In a third aspect, the present invention provides a computer-readable storage medium storing a computer program for optimizing tire cure quality prediction for a BP neural network based on a whale algorithm, wherein the computer program causes a computer to execute the tire cure quality prediction method for optimizing the BP neural network based on the whale algorithm as described above.

In a fourth aspect, the present invention provides an electronic device comprising:

one or more processors;

a memory; and

one or more programs, wherein the one or more programs are stored in the memory and configured to be executed by the one or more processors, the programs comprising instructions for performing a tire cure quality prediction method based on whale algorithm optimized BP neural network as described above.
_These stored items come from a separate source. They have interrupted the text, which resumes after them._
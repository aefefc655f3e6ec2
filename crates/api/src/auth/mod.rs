//! Authentication primitives.
//!
//! - [`jwt`] -- validation of the identity provider's HS256 bearer
//!   tokens, plus a token mint used by dev tooling and tests.

pub mod jwt;
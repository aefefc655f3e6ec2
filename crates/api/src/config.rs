use crate::auth::jwt::JwtConfig;

/// Runtime configuration for the HTTP server, read once at startup.
///
/// Defaults suit local development against the Vite dev server; every
/// value can be overridden through the environment.
#[derive(Debug, Clone)]
pub struct ServerConfig {
    /// Bind address (default: `0.0.0.0`).
    pub host: String,
    /// Bind port (default: `3000`).
    pub port: u16,
    /// Origins allowed by CORS, from the comma-separated `CORS_ORIGINS`
    /// variable.
    pub cors_origins: Vec<String>,
    /// Per-request timeout in seconds (default: `30`).
    pub request_timeout_secs: u64,
    /// Bearer-token validation settings.
    pub jwt: JwtConfig,
}

fn env_or(name: &str, default: &str) -> String {
    std::env::var(name).unwrap_or_else(|_| default.into())
}

impl ServerConfig {
    /// Read the configuration from the environment. Panics when a
    /// numeric variable fails to parse.
    ///
    /// | Env Var                | Default                    |
    /// |------------------------|----------------------------|
    /// | `HOST`                 | `0.0.0.0`                  |
    /// | `PORT`                 | `3000`                     |
    /// | `CORS_ORIGINS`         | `http://localhost:5173`    |
    /// | `REQUEST_TIMEOUT_SECS` | `30`                       |
    pub fn from_env() -> Self {
        let port: u16 = env_or("PORT", "3000")
            .parse()
            .expect("PORT must be a valid u16");

        let request_timeout_secs: u64 = env_or("REQUEST_TIMEOUT_SECS", "30")
            .parse()
            .expect("REQUEST_TIMEOUT_SECS must be a valid u64");

        let cors_origins: Vec<String> = env_or("CORS_ORIGINS", "http://localhost:5173")
            .split(',')
            .map(|s| s.trim().to_string())
            .filter(|s| !s.is_empty())
            .collect();

        Self {
            host: env_or("HOST", "0.0.0.0"),
            port,
            cors_origins,
            request_timeout_secs,
            jwt: JwtConfig::from_env(),
        }
    }
}
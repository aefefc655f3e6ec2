//! Identity-mirror model for the `users` table.

use serde::{Deserialize, Serialize};
use sqlx::FromRow;
use taskhive_core::types::{Timestamp, UserId};

/// A user row mirroring an external identity-provider subject.
#[derive(Debug, Clone, FromRow, Serialize, Deserialize)]
pub struct User {
    pub id: UserId,
    pub display_name: String,
    pub created_at: Timestamp,
    pub updated_at: Timestamp,
}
(III) advantageous effects

The invention provides a tire vulcanization quality prediction method based on whale algorithm optimization BP neural network. Compared with the prior art, the method has the following beneficial effects:

the method adopts the neural network to predict the performance quality of the vulcanized tire, is quicker and more efficient than the analysis and prediction of the traditional vulcanization experiment data, can provide a model foundation for the subsequent optimization process, and can realize the visualization of the vulcanization result. Meanwhile, the initial weight and the threshold of the whale algorithm BP neural network are utilized, so that the improved and optimized neural network has higher-precision prediction capability, and the tire vulcanization quality prediction precision is improved.

Drawings

In order to more clearly illustrate the embodiments of the present invention or the technical solutions in the prior art, the drawings used in the embodiments or the prior art descriptions will be briefly described below, it is obvious that the drawings in the following description are only some embodiments of the present invention, and other drawings can be obtained by those skilled in the art without creative efforts.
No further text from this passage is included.